◆ About this task ◆
The lines wanted are those in the data below that include "Parser".

◆ Excerpted data ◆
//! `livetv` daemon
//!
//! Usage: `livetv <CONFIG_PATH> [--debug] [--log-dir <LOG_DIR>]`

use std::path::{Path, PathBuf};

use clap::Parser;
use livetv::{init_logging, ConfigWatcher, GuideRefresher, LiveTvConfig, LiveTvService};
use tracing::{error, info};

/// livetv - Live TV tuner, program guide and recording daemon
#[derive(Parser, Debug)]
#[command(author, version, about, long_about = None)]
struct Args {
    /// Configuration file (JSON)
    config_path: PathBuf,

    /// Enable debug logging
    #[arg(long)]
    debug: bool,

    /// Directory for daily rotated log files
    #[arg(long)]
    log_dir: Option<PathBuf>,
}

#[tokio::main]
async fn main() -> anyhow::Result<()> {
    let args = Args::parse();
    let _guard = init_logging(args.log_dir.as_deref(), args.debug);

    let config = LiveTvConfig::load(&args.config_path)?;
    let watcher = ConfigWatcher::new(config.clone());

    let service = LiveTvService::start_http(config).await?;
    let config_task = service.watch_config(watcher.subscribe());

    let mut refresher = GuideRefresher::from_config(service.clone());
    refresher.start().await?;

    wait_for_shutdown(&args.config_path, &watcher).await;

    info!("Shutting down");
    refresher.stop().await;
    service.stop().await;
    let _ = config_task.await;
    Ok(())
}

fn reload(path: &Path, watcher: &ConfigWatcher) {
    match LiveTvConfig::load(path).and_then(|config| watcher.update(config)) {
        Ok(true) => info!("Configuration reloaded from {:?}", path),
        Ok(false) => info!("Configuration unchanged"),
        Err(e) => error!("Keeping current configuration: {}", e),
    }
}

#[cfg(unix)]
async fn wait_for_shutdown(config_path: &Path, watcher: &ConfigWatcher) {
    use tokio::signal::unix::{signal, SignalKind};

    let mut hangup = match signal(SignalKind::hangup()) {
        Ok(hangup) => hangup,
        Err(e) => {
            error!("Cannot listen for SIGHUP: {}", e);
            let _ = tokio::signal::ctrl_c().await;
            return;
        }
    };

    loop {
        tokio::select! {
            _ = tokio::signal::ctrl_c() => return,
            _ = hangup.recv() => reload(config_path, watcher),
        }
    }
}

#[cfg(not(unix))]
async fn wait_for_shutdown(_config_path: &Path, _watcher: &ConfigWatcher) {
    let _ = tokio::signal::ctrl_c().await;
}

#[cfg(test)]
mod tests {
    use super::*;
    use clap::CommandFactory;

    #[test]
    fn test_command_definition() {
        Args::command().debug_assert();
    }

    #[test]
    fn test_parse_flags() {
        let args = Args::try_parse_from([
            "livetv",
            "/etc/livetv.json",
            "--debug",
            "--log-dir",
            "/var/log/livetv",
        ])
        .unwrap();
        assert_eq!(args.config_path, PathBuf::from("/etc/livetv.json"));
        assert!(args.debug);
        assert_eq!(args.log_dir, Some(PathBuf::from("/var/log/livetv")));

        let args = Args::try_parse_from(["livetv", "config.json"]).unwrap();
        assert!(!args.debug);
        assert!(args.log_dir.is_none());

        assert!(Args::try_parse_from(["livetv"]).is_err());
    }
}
* * *
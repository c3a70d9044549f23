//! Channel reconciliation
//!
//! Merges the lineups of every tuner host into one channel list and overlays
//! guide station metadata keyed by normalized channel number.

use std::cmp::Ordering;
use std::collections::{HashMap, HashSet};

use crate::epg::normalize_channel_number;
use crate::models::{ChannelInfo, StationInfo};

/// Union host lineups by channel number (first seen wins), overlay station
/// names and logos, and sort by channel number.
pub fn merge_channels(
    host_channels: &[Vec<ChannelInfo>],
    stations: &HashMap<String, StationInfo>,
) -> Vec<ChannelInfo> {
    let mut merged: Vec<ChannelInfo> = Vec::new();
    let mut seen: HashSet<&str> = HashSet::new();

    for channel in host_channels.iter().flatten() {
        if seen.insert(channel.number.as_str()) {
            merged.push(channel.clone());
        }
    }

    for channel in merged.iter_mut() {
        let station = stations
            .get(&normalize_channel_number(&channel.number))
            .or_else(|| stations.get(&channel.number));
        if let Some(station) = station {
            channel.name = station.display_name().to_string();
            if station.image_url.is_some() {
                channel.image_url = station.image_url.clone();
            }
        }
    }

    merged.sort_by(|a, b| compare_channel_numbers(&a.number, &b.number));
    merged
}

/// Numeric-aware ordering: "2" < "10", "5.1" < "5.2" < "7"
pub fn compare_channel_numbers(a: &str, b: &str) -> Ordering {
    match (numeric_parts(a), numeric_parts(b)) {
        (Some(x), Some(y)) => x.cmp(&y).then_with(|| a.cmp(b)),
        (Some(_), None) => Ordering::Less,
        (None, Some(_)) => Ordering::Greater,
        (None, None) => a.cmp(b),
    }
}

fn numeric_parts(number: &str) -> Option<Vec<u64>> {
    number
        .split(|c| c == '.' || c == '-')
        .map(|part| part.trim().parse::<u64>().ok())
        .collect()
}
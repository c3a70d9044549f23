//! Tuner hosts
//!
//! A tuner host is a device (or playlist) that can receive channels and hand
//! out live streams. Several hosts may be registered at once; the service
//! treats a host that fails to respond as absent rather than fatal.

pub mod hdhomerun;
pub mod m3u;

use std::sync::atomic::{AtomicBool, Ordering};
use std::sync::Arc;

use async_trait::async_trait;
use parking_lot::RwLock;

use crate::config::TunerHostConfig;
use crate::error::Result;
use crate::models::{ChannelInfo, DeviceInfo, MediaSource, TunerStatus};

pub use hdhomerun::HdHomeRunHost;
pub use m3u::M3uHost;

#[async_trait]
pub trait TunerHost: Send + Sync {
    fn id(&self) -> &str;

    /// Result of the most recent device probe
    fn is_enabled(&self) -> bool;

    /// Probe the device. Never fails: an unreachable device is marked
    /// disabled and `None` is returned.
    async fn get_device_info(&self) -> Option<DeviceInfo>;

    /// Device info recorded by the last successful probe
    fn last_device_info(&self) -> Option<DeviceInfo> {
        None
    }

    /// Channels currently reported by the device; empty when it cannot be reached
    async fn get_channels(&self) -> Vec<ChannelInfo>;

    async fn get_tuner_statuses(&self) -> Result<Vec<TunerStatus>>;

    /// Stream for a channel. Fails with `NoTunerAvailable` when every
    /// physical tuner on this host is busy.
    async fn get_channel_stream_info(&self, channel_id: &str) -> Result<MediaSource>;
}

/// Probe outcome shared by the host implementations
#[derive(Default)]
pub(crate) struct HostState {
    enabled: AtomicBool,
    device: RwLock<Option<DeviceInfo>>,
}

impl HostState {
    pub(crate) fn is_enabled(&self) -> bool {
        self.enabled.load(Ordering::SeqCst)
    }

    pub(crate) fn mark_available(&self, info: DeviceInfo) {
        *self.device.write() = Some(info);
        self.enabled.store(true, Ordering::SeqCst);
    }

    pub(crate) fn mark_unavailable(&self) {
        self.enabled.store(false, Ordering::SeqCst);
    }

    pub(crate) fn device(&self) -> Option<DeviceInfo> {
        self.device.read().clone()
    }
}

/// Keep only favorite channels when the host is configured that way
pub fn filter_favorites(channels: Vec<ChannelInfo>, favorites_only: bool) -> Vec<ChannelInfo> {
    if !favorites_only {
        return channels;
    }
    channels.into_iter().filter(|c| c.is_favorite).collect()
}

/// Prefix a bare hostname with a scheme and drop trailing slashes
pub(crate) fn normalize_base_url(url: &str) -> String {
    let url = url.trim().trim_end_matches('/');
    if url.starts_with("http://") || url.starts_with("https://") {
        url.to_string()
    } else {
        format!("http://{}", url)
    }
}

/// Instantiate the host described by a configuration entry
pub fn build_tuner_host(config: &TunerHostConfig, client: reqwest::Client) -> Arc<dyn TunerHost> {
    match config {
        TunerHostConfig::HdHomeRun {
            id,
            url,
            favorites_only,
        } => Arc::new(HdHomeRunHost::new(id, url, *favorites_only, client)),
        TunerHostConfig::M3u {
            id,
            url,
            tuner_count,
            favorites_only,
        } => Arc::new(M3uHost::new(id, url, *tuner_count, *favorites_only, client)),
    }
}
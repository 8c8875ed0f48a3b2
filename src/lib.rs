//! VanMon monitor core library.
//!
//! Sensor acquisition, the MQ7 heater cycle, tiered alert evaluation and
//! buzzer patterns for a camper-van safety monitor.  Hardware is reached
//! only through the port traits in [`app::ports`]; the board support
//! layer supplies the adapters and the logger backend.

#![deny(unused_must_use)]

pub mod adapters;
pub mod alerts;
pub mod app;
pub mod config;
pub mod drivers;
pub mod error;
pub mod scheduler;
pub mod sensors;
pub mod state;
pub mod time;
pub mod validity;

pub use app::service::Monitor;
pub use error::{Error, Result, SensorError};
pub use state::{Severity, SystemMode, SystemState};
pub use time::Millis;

◆ Answer below ◆
use clap::Parser;
#[derive(Parser, Debug)]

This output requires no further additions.